From Monday, April 6 to Sunday, April 12, the National Colligate Athletic Association (NCAA) celebrated Division III Week. The NCAA introduced this celebratory week in 2010 and plans on continuing it as a tradition for celebrating Division III athletes and athletic programs.

Division III Week gives a voice to D3 schools and allows them to explain their preference in competing in the third division. The NCAA reminds everyone that being a colligate athlete at any level “combines rigorous academics, competitive sports and an opportunity to pursue other interests.”

As stated on their website, the NCAA has been working every year since 2010 to give “a positive opportunity for all individuals associated with Division III to observe and celebrate the impact of athletics and of student-athletes on the campus and surrounding community.”

D3 Week is when student athletes are recognized, and when D3 schools, like Randolph-Macon, can celebrate their athletic programs with each other and with their communities. The NCAA stated that

their main goal for this week is the “full integration of our student-athletes into the campus culture.”

To assist with that process this year, the Student Athlete Advisory Committee (SAAC) in association with the NCAA created a video called Division III SAAC You Can Play. The SAAC created this video in order to remind people that no matter what your sexual orientation is, “if you can play, you can play in Division III.”

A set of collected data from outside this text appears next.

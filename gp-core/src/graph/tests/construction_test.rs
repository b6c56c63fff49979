use super::*;

#[rstest]
fn test_canonical_counts(canonical_graph: Graph) {
    assert_eq!(canonical_graph.vertex_count(), 4);
    assert_eq!(canonical_graph.edge_count(), 4);
    assert!(!canonical_graph.is_solved());
}

#[rstest]
#[case(0, &[0, 1])]
#[case(1, &[0, 2])]
#[case(2, &[2, 3])]
#[case(3, &[1, 3])]
#[case::unknown_vertex(9, &[])]
fn test_incident_edges(canonical_graph: Graph, #[case] vertex: usize, #[case] expected: &[usize]) {
    let mut incident = canonical_graph.incident_edges(vertex).to_vec();
    incident.sort_unstable();
    assert_eq!(incident, expected);
}

#[rstest]
fn test_get_edge(canonical_graph: Graph) {
    assert_eq!(canonical_graph.get_edge(0, 3).unwrap(), 1);
    assert_eq!(canonical_graph.get_edge(1, 2).unwrap(), 2);
}

#[rstest]
fn test_get_edge_is_directed(canonical_graph: Graph) {
    let err = canonical_graph.get_edge(2, 1).unwrap_err();
    assert!(matches!(err, GraphError::EdgeNotFound { from: 2, to: 1 }));
    assert_eq!(err.to_string(), "cannot find edge from 2 to 1");
}

#[rstest]
fn test_edge_length(square_graph: Graph) {
    assert_eq!(square_graph.edge_length(0), Some(1.0));
    assert_eq!(square_graph.edge_length(4), Some(2.0_f64.sqrt()));
    assert_none!(square_graph.edge_length(5));
}

#[rstest]
fn test_large_vertex_indices() {
    // a packed `i + B*j` key would need B above the vertex count; pair keys have no such limit
    let n = 20_000;
    let edges: Vec<_> = (0..n - 1).map(|i| (i, i + 1)).collect();
    let graph = Graph::from_edges(edges).unwrap();

    assert_eq!(graph.vertex_count(), n);
    assert_eq!(graph.get_edge(n - 2, n - 1).unwrap(), n - 2);
    assert!(graph.get_edge(n - 1, n - 2).is_err());
}

#[rstest]
fn test_empty_graph() {
    let mut graph = Graph::from_edges(vec![]).unwrap();
    assert_eq!(graph.vertex_count(), 0);

    graph.solve(Algorithm::FloydWarshall).unwrap();
    assert_eq!(graph.solution().unwrap().to_string(), "");
    assert!(matches!(graph.distance(0, 0), Err(GraphError::VertexOutOfRange { vertex: 0, vertex_count: 0 })));
}

#[rstest]
fn test_validation_collects_every_issue() {
    let err = Graph::new(vec![(0, 0), (0, 1), (0, 1), (0, 5)], Some(vec![1.0, 2.0]), None, None).unwrap_err();

    let issues = match err {
        GraphError::Invalid(issues) => issues,
        other => panic!("expected a validation error, got {other:?}"),
    };
    assert_eq!(
        issues,
        vec![
            ValidationIssue::SelfLoop { edge: 0, vertex: 0 },
            ValidationIssue::DuplicateEdge { first: 1, duplicate: 2, from: 0, to: 1 },
            ValidationIssue::VertexOutOfRange { edge: 3, vertex: 5, vertex_count: 3 },
            ValidationIssue::EdgeWeightCount { expected: 4, actual: 2 },
        ]
    );
}

#[rstest]
fn test_validation_error_message() {
    let err = Graph::new(vec![(0, 1)], Some(vec![]), None, Some(vec![1.0])).unwrap_err();
    assert_eq!(
        err.to_string(),
        "invalid graph: expected 1 edge weights, got 0; expected 2 vertex weights, got 1"
    );
}

#[rstest]
#[case::too_few(vec![vec![0.0, 0.0]], ValidationIssue::VertexCount { expected: 2, actual: 1 })]
#[case::too_many(
    vec![vec![0.0], vec![1.0], vec![2.0]],
    ValidationIssue::VertexCount { expected: 2, actual: 3 }
)]
#[case::ragged(
    vec![vec![0.0, 0.0], vec![1.0, 0.0, 0.0]],
    ValidationIssue::VertexDimension { vertex: 1, expected: 2, actual: 3 }
)]
fn test_coordinate_validation(#[case] vertices: Vec<Vec<f64>>, #[case] expected: ValidationIssue) {
    let err = Graph::new(vec![(0, 1)], None, Some(vertices), None).unwrap_err();
    assert_eq!(err.to_string(), format!("invalid graph: {expected}"));
}

#[rstest]
fn test_vertex_weights_are_carried() {
    let graph = Graph::new(vec![(0, 1), (1, 2)], None, None, Some(vec![0.5, 1.5, 2.5])).unwrap();
    assert_eq!(graph.vertex_weights(), Some(&[0.5, 1.5, 2.5][..]));
}

#[rstest]
fn test_try_from_definition(canonical_definition: GraphDefinition) {
    let graph = Graph::try_from(canonical_definition.clone()).unwrap();
    assert_eq!(graph.edges(), canonical_definition.edges.as_slice());
    assert_eq!(graph.edge_weights(), canonical_definition.edge_weights.as_deref());
    assert_none!(graph.vertices());
}

#[rstest]
#[traced_test]
fn test_construction_is_logged() {
    Graph::from_edges(vec![(0, 1), (1, 2)]).unwrap();
    assert!(logs_contain("indexed edges"));
    assert!(logs_contain("vertex_count=3"));
}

The LGBTQ community is part of many college cultures, including R-MC’s, and the SAAC is seeking

to remind students that who someone loves should not affect how they perform on a sports team and that it is important to support our teammates.

Former student athlete and alumna Audrey Hester was featured in the SAAC video. She said that “the term ‘gay’ doesn’t mean stupid, lame or less than.”

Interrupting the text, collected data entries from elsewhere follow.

//! The graph aggregate: construction input, derived edge index and solved shortest paths.
//!
//! A [`Graph`] is built once from an edge list plus optional edge weights, vertex coordinates and
//! vertex weights. The vertex universe is inferred from the edges and must be the contiguous range
//! `0..V`. Edge lengths are `1` without coordinates or the Euclidean distance between endpoints
//! with them, multiplied by the edge weight when weights are given.
//!
//! ```
//! use gp_core::{Algorithm, Graph};
//!
//! let mut graph = Graph::new(
//!     vec![(0, 1), (0, 3), (1, 2), (2, 3)],
//!     Some(vec![5.0, 10.0, 3.0, 1.0]),
//!     None,
//!     None,
//! )?;
//! graph.solve(Algorithm::FloydWarshall)?;
//!
//! assert_eq!(graph.distance(0, 3)?, 9.0);
//! assert_eq!(graph.path(0, 3)?, vec![0, 1, 2, 3]);
//! # Ok::<(), gp_core::GraphError>(())
//! ```

/// Edge lookup by endpoint pair and by incident vertex
mod edge_index;
/// Distance/successor tables, relaxation and path reconstruction
mod shortest_paths;
/// Construction-input checks
mod validation;

#[cfg(test)]
mod tests;

use tracing::{
    debug,
    info,
    instrument,
};

use self::edge_index::EdgeIndex;
pub use self::shortest_paths::{
    Algorithm,
    ShortestPaths,
};
use crate::definition::GraphDefinition;
use crate::distance::Distance;
use crate::errors::{
    GraphError,
    Result,
};

/// A directed graph with optionally weighted edges and an all-pairs shortest path solution.
///
/// The edge set is fixed for the lifetime of the value. Queries take `&self`, so a solved graph can
/// be shared between readers; solving takes `&mut self` and only swaps in the new tables once the
/// computation has finished successfully.
#[derive(Clone, Debug)]
pub struct Graph {
    /// Directed `(from, to)` pairs, in input order.
    edges: Vec<(usize, usize)>,
    /// One multiplier per edge.
    edge_weights: Option<Vec<f64>>,
    /// One coordinate vector per vertex.
    vertices: Option<Vec<Vec<f64>>>,
    /// Carried for vertex-weighted variants; the edge-length computation does not read it.
    vertex_weights: Option<Vec<f64>>,
    /// Incidence and pair lookup derived from `edges`.
    index: EdgeIndex,
    /// Tables from the last successful solve.
    solution: Option<ShortestPaths>,
}

impl Graph {
    /// Validate the input and build the edge index.
    ///
    /// # Errors
    ///
    /// [`GraphError::Invalid`] listing every problem found: self-loops, endpoints outside `0..V`,
    /// duplicate directed edges, and optional sequences whose lengths don't line up with the edges
    /// or the discovered vertices.
    #[instrument(skip_all, fields(edges = edges.len()))]
    pub fn new(
        edges: Vec<(usize, usize)>,
        edge_weights: Option<Vec<f64>>,
        vertices: Option<Vec<Vec<f64>>>,
        vertex_weights: Option<Vec<f64>>,
    ) -> Result<Self> {
        let vertex_count =
            validation::validate(&edges, edge_weights.as_deref(), vertices.as_deref(), vertex_weights.as_deref())?;

        let index = EdgeIndex::build(&edges);
        debug_assert_eq!(index.vertex_count(), vertex_count);
        debug!(vertex_count, "indexed edges");

        Ok(Self {
            edges,
            edge_weights,
            vertices,
            vertex_weights,
            index,
            solution: None,
        })
    }

    /// A graph with unit-length edges.
    ///
    /// # Errors
    ///
    /// As for [`new`](Self::new).
    pub fn from_edges(edges: Vec<(usize, usize)>) -> Result<Self> {
        Self::new(edges, None, None, None)
    }

    /// Number of distinct vertices, `V`.
    #[must_use]
    pub fn vertex_count(&self) -> usize {
        self.index.vertex_count()
    }

    /// Number of edges.
    #[must_use]
    pub fn edge_count(&self) -> usize {
        self.edges.len()
    }

    /// The edge list as given at construction.
    #[must_use]
    pub fn edges(&self) -> &[(usize, usize)] {
        &self.edges
    }

    /// Per-edge weights, if any were given.
    #[must_use]
    pub fn edge_weights(&self) -> Option<&[f64]> {
        self.edge_weights.as_deref()
    }

    /// Per-vertex coordinates, if any were given.
    #[must_use]
    pub fn vertices(&self) -> Option<&[Vec<f64>]> {
        self.vertices.as_deref()
    }

    /// Per-vertex weights, if any were given.
    #[must_use]
    pub fn vertex_weights(&self) -> Option<&[f64]> {
        self.vertex_weights.as_deref()
    }

    /// Indices of the edges that have `vertex` as either endpoint.
    #[must_use]
    pub fn incident_edges(&self, vertex: usize) -> &[usize] {
        self.index.incident(vertex)
    }

    /// Index of the directed edge `from -> to`.
    ///
    /// # Errors
    ///
    /// [`GraphError::EdgeNotFound`] if no such edge exists; the reverse edge does not count.
    pub fn get_edge(&self, from: usize, to: usize) -> Result<usize> {
        self.index.edge(from, to).ok_or(GraphError::EdgeNotFound { from, to })
    }

    /// Length of edge `edge` after applying coordinates and weights, or `None` for an unknown edge.
    ///
    /// This is the raw value; it is only guaranteed finite and non-negative after a successful solve.
    #[must_use]
    pub fn edge_length(&self, edge: usize) -> Option<f64> {
        (edge < self.edges.len()).then(|| self.raw_edge_length(edge))
    }

    /// Base length (Euclidean or unit) times the edge weight, unchecked.
    fn raw_edge_length(&self, edge: usize) -> f64 {
        let (i, j) = self.edges[edge];
        let base = self.vertices.as_ref().map_or(1.0, |coords| euclidean(&coords[i], &coords[j]));
        self.edge_weights.as_ref().map_or(base, |weights| base * weights[edge])
    }

    /// Compute shortest distances and successors for every ordered pair of vertices.
    ///
    /// Solving again on the same graph reproduces the same tables. On failure any previously
    /// computed solution is left in place.
    ///
    /// # Errors
    ///
    /// [`GraphError::InvalidEdgeWeight`] for a negative or non-finite edge length, and
    /// [`GraphError::DistanceOverflow`] if some route's total length does not fit in an `f64`.
    #[instrument(skip(self), fields(vertices = self.vertex_count(), edges = self.edge_count()))]
    pub fn solve(&mut self, algorithm: Algorithm) -> Result<()> {
        let paths = ShortestPaths::compute(self, algorithm)?;
        let reachable = paths.distances().cells().iter().filter(|d| d.is_finite()).count();
        info!(%algorithm, reachable, "solved all-pairs shortest paths");
        self.solution = Some(paths);
        Ok(())
    }

    /// [`solve`](Self::solve) with an algorithm given by name, e.g. `"floyd-warshall"` or `"FW"`.
    ///
    /// # Errors
    ///
    /// [`GraphError::UnsupportedAlgorithm`] for an unknown name, otherwise as for `solve`.
    pub fn solve_named(&mut self, algorithm: &str) -> Result<()> {
        self.solve(algorithm.parse()?)
    }

    /// Whether a solve has succeeded.
    #[must_use]
    pub const fn is_solved(&self) -> bool {
        self.solution.is_some()
    }

    /// The algorithm behind the current solution.
    #[must_use]
    pub fn solved_algorithm(&self) -> Option<Algorithm> {
        self.solution.as_ref().map(ShortestPaths::algorithm)
    }

    /// The solved tables.
    ///
    /// # Errors
    ///
    /// [`GraphError::NotSolved`] before the first successful solve. The same holds for every
    /// query below.
    pub fn solution(&self) -> Result<&ShortestPaths> {
        self.solution.as_ref().ok_or(GraphError::NotSolved)
    }

    /// Shortest distance from `from` to `to`; [`Distance::Infinite`] if unreachable.
    ///
    /// # Errors
    ///
    /// [`GraphError::NotSolved`], or [`GraphError::VertexOutOfRange`] for an unknown vertex.
    pub fn distance(&self, from: usize, to: usize) -> Result<Distance> {
        self.solution()?.distance(from, to)
    }

    /// Next hop from `from` toward `to`.
    ///
    /// # Errors
    ///
    /// As for [`distance`](Self::distance).
    pub fn successor(&self, from: usize, to: usize) -> Result<Option<usize>> {
        self.solution()?.successor(from, to)
    }

    /// A shortest path from `from` to `to`, empty if `to` is unreachable.
    ///
    /// # Errors
    ///
    /// As for [`ShortestPaths::path`].
    pub fn path(&self, from: usize, to: usize) -> Result<Vec<usize>> {
        self.solution()?.path(from, to)
    }

    /// Sum of edge lengths along `path`.
    ///
    /// An empty path has infinite length (it is what [`path`](Self::path) returns for unreachable
    /// pairs) and a single vertex has length zero.
    ///
    /// # Errors
    ///
    /// [`GraphError::EdgeNotFound`] if two consecutive vertices are not joined by an edge.
    pub fn path_length(&self, path: &[usize]) -> Result<Distance> {
        if path.is_empty() {
            return Ok(Distance::Infinite);
        }
        path.windows(2).try_fold(Distance::ZERO, |total, hop| {
            let edge = self.get_edge(hop[0], hop[1])?;
            Ok(total + Distance::finite(self.raw_edge_length(edge)))
        })
    }
}

impl TryFrom<GraphDefinition> for Graph {
    type Error = GraphError;

    fn try_from(def: GraphDefinition) -> Result<Self> {
        Self::new(def.edges, def.edge_weights, def.vertices, def.vertex_weights)
    }
}

/// Straight-line distance between two points of equal dimensionality.
fn euclidean(a: &[f64], b: &[f64]) -> f64 {
    a.iter().zip(b).map(|(x, y)| (x - y).powi(2)).sum::<f64>().sqrt()
}
use std::collections::hash_map::Entry;
use std::collections::HashMap;

use itertools::Itertools;

use crate::errors::{
    GraphError,
    Result,
    ValidationIssue,
};

/// Check the raw construction input and return the size of the vertex universe.
///
/// Nothing is built here; every problem is collected so that [`GraphError::Invalid`] reports them
/// all at once.
pub(super) fn validate(
    edges: &[(usize, usize)],
    edge_weights: Option<&[f64]>,
    vertices: Option<&[Vec<f64>]>,
    vertex_weights: Option<&[f64]>,
) -> Result<usize> {
    let vertex_count = edges.iter().flat_map(|&(i, j)| [i, j]).unique().count();
    let mut issues = Vec::new();

    let mut first_seen = HashMap::with_capacity(edges.len());
    for (edge, &(from, to)) in edges.iter().enumerate() {
        if from == to {
            issues.push(ValidationIssue::SelfLoop { edge, vertex: from });
        }
        for vertex in [from, to].into_iter().dedup() {
            if vertex >= vertex_count {
                issues.push(ValidationIssue::VertexOutOfRange { edge, vertex, vertex_count });
            }
        }
        match first_seen.entry((from, to)) {
            Entry::Occupied(e) => {
                issues.push(ValidationIssue::DuplicateEdge { first: *e.get(), duplicate: edge, from, to });
            },
            Entry::Vacant(e) => {
                e.insert(edge);
            },
        }
    }

    if let Some(weights) = edge_weights {
        if weights.len() != edges.len() {
            issues.push(ValidationIssue::EdgeWeightCount { expected: edges.len(), actual: weights.len() });
        }
    }

    if let Some(coords) = vertices {
        if coords.len() != vertex_count {
            issues.push(ValidationIssue::VertexCount { expected: vertex_count, actual: coords.len() });
        }
        if let Some(expected) = coords.first().map(Vec::len) {
            for (vertex, c) in coords.iter().enumerate().skip(1) {
                if c.len() != expected {
                    issues.push(ValidationIssue::VertexDimension { vertex, expected, actual: c.len() });
                }
            }
        }
    }

    if let Some(weights) = vertex_weights {
        if weights.len() != vertex_count {
            issues.push(ValidationIssue::VertexWeightCount { expected: vertex_count, actual: weights.len() });
        }
    }

    if issues.is_empty() {
        Ok(vertex_count)
    } else {
        Err(GraphError::Invalid(issues))
    }
}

Another student pledged to speak up when the word “gay” is used in a derogatory way.

Many student athletes fear ‘coming-out’ to their teammates because of the judgments that some people may pass on them.

In schools all over the country, athletes have admitted to being gay, and in many cases, their teams support them with open arms. This is not the case for every student, however.

In some cases, openly gay athletes are asked to leave the team, are benched or are even harassed. Because of responses like those to LGBTQ athletes, the SAAC chose this topic to highlight this year and to raise awareness of the discriminations against LGBTQ athletes.

The SAAC and the NCAA are working together through the celebration of D3 schools across the county to encourage athletes and student bodies as a whole to support and be there for each other no matter what the circumstances are.

Wherever there is discrimination or derogatory terms being used, whether it is referring to race, sexual orientation or a battery of other things, it is important for students to support each other.